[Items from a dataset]
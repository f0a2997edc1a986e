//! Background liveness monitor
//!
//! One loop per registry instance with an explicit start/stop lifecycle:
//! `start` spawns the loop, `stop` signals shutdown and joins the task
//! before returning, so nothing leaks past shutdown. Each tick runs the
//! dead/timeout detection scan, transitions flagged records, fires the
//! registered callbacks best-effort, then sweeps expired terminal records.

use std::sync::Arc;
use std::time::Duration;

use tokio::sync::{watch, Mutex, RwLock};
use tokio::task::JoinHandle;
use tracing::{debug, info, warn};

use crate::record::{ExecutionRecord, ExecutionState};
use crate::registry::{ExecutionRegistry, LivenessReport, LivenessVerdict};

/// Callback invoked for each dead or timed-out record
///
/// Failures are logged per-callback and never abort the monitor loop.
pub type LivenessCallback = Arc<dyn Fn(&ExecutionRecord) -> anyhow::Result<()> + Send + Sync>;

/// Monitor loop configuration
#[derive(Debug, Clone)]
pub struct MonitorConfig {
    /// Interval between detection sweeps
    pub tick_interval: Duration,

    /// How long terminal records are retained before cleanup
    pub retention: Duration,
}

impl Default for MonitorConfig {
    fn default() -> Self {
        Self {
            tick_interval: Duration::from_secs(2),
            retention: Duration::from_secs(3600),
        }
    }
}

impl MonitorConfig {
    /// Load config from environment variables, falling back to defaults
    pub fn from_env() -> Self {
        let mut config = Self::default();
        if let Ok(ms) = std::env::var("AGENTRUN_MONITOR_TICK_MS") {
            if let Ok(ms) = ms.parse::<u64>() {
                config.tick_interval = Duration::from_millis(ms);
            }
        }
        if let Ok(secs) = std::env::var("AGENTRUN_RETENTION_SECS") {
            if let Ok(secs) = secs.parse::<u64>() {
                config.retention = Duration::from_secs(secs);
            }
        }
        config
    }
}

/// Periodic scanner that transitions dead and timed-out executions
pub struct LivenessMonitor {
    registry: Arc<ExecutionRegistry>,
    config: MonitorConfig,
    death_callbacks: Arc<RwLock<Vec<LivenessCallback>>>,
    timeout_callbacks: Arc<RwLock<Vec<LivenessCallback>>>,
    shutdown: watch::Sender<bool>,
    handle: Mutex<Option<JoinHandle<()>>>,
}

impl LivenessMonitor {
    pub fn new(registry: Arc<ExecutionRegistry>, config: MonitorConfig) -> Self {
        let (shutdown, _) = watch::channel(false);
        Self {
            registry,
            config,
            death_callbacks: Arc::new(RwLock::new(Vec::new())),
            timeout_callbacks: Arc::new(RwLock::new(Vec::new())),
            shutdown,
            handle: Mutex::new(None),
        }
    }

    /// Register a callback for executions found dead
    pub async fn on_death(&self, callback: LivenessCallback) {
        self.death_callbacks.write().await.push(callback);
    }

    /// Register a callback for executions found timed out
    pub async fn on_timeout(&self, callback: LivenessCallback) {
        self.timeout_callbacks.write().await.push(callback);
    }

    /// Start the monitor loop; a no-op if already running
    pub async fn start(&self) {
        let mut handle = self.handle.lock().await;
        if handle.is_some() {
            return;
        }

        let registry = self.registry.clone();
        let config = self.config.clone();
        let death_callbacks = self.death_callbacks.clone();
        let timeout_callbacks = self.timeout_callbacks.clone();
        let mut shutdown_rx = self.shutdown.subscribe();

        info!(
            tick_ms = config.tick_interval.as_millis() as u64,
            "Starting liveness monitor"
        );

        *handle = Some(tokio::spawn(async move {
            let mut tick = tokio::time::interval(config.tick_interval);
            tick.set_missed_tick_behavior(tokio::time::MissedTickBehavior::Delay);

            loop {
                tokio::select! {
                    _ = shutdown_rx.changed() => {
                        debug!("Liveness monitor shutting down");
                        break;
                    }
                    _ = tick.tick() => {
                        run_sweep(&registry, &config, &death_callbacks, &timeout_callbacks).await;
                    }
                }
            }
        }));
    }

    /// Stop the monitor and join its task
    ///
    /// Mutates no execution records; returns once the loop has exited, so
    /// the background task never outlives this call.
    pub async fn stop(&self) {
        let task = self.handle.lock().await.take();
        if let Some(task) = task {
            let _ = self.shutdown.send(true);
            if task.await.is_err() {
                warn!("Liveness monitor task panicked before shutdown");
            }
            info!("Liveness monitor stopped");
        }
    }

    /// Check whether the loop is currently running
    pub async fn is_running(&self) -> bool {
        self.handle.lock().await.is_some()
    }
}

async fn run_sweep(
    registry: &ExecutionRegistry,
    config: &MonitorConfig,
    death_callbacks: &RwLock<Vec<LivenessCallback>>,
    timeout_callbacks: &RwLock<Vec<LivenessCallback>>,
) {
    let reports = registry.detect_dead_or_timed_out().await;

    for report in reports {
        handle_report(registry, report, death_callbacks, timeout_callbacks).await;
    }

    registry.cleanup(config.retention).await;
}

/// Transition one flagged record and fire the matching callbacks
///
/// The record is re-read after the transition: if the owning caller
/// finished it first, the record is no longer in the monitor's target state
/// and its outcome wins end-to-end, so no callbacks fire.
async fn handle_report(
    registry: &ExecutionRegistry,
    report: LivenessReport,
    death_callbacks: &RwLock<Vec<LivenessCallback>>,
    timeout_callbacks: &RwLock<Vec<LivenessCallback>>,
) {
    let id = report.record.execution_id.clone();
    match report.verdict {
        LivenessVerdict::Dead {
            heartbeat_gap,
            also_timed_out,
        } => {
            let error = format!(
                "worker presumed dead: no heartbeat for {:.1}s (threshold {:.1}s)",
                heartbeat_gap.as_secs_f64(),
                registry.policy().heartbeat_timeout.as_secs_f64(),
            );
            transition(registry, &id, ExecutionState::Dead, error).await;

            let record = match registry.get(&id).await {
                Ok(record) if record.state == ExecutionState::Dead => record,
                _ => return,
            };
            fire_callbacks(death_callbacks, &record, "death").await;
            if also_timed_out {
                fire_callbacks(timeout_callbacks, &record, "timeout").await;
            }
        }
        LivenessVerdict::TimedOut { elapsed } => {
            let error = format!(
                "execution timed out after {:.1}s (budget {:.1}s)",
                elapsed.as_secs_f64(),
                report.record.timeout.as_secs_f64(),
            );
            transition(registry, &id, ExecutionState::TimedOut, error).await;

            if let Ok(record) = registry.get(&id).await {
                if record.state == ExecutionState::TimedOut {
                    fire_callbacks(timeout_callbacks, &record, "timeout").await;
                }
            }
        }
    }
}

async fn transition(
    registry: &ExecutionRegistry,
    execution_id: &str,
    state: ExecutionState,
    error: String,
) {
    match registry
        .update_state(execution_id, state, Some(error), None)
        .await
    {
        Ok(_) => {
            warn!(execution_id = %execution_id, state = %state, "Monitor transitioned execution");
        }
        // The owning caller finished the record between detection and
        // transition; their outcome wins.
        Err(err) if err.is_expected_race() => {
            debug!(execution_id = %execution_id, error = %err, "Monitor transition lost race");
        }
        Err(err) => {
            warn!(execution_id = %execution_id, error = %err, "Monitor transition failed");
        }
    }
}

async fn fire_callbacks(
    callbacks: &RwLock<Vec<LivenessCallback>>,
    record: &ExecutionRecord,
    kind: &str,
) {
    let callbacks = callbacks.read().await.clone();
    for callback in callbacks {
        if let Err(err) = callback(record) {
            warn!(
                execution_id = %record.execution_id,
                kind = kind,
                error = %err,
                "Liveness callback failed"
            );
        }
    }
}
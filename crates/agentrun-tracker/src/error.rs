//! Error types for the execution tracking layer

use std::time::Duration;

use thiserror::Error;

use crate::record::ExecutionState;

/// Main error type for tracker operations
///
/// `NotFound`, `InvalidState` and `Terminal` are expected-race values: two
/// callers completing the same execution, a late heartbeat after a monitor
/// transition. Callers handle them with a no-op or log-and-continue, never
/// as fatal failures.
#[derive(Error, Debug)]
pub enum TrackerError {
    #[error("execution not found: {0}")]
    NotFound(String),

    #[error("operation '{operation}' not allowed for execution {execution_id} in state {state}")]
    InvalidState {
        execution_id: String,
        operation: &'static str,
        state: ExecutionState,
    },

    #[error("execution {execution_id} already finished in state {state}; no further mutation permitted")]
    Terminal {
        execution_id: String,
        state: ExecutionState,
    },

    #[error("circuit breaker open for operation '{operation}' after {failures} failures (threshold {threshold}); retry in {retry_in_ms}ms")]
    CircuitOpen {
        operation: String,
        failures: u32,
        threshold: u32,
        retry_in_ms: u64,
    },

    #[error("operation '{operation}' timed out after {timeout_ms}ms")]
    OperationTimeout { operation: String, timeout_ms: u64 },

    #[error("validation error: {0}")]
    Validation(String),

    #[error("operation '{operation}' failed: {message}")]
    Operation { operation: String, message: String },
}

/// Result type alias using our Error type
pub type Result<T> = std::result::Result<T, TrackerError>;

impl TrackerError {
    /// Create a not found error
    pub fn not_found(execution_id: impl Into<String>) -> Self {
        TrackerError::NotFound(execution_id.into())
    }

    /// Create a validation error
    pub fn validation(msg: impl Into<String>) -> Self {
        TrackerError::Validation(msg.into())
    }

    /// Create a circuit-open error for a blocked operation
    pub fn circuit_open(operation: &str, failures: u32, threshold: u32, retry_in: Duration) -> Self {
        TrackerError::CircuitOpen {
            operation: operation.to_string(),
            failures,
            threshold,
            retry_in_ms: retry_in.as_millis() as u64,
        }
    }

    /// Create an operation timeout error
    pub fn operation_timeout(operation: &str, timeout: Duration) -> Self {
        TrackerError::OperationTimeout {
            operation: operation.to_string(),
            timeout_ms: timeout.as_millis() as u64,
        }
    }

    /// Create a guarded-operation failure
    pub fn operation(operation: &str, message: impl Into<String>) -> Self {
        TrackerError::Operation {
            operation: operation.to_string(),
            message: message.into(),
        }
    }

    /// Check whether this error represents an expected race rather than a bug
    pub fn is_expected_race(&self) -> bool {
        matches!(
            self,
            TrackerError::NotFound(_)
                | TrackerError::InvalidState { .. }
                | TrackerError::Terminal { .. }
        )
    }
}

--

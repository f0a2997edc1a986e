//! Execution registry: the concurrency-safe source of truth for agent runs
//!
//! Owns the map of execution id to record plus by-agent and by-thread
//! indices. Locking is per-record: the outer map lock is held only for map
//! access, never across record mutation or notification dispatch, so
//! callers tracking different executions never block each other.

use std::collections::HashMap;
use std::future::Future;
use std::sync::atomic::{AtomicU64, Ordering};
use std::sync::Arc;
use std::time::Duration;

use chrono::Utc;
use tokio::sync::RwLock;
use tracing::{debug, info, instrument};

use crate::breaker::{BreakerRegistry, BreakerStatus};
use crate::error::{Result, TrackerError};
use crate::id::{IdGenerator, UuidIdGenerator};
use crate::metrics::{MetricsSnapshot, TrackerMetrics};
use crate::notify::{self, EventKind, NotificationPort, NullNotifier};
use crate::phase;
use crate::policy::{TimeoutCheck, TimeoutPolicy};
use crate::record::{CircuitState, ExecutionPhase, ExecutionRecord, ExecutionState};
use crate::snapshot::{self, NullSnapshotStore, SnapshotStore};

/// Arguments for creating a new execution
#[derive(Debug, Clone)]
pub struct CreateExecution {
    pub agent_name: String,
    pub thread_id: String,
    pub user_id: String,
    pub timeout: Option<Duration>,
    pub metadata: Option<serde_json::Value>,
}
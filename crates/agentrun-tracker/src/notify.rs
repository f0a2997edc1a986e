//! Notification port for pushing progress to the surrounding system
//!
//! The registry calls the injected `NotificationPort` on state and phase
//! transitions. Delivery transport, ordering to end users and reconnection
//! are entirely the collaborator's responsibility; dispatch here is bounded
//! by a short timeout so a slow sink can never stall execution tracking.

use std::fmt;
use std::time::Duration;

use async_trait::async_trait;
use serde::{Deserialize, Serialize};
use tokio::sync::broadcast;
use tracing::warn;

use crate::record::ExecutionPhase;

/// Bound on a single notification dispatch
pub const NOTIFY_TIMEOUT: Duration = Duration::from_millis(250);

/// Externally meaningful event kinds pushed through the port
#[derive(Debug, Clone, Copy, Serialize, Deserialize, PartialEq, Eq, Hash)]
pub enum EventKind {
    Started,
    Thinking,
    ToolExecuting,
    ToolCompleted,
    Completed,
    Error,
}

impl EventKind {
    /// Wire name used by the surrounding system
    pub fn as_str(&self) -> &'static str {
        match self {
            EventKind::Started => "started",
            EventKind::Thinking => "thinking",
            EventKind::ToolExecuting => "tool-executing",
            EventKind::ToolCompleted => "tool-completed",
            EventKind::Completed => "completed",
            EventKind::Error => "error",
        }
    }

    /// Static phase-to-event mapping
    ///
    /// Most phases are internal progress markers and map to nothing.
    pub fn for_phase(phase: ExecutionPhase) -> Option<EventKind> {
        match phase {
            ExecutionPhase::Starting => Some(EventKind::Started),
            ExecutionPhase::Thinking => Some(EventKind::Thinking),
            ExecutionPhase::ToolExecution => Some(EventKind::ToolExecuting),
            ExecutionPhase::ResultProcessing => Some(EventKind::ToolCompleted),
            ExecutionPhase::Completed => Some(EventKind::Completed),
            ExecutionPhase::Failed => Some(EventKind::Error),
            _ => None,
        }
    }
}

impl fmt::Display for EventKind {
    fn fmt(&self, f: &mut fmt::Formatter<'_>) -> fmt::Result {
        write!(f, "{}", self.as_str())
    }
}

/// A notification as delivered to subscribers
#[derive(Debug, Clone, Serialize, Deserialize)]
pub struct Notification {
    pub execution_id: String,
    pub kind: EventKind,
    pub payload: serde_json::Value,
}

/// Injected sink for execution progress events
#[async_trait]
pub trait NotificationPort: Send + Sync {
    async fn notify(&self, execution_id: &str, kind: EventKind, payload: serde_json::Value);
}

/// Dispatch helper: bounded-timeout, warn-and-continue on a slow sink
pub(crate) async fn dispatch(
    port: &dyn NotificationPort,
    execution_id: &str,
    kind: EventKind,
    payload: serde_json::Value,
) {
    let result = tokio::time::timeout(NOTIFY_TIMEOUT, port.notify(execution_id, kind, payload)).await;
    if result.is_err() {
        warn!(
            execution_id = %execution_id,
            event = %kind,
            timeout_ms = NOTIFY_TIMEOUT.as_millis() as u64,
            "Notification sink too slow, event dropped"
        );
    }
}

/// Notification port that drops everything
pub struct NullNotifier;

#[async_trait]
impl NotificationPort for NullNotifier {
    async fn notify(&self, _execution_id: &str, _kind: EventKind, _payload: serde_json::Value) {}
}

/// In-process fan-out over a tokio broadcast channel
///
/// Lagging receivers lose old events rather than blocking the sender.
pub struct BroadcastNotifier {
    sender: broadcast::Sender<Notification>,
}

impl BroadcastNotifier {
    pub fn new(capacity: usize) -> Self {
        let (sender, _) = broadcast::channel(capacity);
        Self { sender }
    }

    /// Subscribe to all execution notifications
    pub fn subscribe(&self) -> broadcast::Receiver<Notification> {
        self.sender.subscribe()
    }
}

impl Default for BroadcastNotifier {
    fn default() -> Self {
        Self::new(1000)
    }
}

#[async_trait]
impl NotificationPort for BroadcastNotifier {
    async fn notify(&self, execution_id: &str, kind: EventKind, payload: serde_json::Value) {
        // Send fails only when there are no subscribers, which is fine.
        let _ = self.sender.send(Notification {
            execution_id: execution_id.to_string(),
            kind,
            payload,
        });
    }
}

### EXERCISE GOAL
Select and copy each line from the data that includes the word "runs".

### FINAL ANSWER
//! before returning, so nothing leaks past shutdown. Each tick runs the
//! Execution registry: the concurrency-safe source of truth for agent runs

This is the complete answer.